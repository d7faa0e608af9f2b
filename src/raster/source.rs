//! Raster source abstraction
//!
//! A `RasterSource` is anything that knows its shape and dtype and can
//! read a (possibly strided) region on request. The tiling core only talks
//! to this trait, so it never depends on how the bytes are mapped.

use ndarray::ArrayD;

use crate::errors::TileResult;
use crate::raster::dtype::DType;
use crate::raster::region::RegionBox;

/// Read access to an N-dimensional raster without materializing it
pub trait RasterSource {
    /// Shape of the raster, C order
    fn shape(&self) -> &[usize];

    /// Element type of the stored data
    fn dtype(&self) -> DType;

    /// Read every `steps[axis]`-th element of `region` along each axis
    ///
    /// The result has `ceil(extent / step)` entries per axis.
    fn read_strided(&self, region: &RegionBox, steps: &[usize]) -> TileResult<ArrayD<f64>>;

    /// Read a dense region
    fn read_region(&self, region: &RegionBox) -> TileResult<ArrayD<f64>> {
        self.read_strided(region, &vec![1; region.ndim()])
    }

    /// Number of axes
    fn ndim(&self) -> usize {
        self.shape().len()
    }
}

/// Lazy view of one region of a raster source
///
/// Creating a view reads nothing; the data is fetched when `read` is
/// called, and again on every call.
#[derive(Debug)]
pub struct TileView<'a, S: RasterSource + ?Sized> {
    source: &'a S,
    region: RegionBox,
}

impl<'a, S: RasterSource + ?Sized> TileView<'a, S> {
    /// Create a view of `region` over `source`
    pub fn new(source: &'a S, region: RegionBox) -> Self {
        TileView { source, region }
    }

    /// The bounding box of the view
    pub fn region(&self) -> &RegionBox {
        &self.region
    }

    /// Start coordinates of the view in the full raster
    pub fn offset(&self) -> &[usize] {
        self.region.start()
    }

    /// Shape of the data the view will produce
    pub fn shape(&self) -> Vec<usize> {
        self.region.shape()
    }

    /// Number of elements in the view
    pub fn len(&self) -> usize {
        self.region.len()
    }

    /// Whether the view selects nothing
    pub fn is_empty(&self) -> bool {
        self.region.is_empty()
    }

    /// Materialize the view into an owned array
    pub fn read(&self) -> TileResult<ArrayD<f64>> {
        self.source.read_region(&self.region)
    }
}

impl<S: RasterSource + ?Sized> Clone for TileView<'_, S> {
    fn clone(&self) -> Self {
        TileView {
            source: self.source,
            region: self.region.clone(),
        }
    }
}

impl<S: RasterSource + ?Sized> PartialEq for TileView<'_, S> {
    fn eq(&self, other: &Self) -> bool {
        std::ptr::addr_eq(self.source, other.source) && self.region == other.region
    }
}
====
- [Assigned task]: Copy whichever lines in the listing above hold "impl".

- [Answer space]:
impl<'a, S: RasterSource + ?Sized> TileView<'a, S> {
impl<S: RasterSource + ?Sized> Clone for TileView<'_, S> {
impl<S: RasterSource + ?Sized> PartialEq for TileView<'_, S> {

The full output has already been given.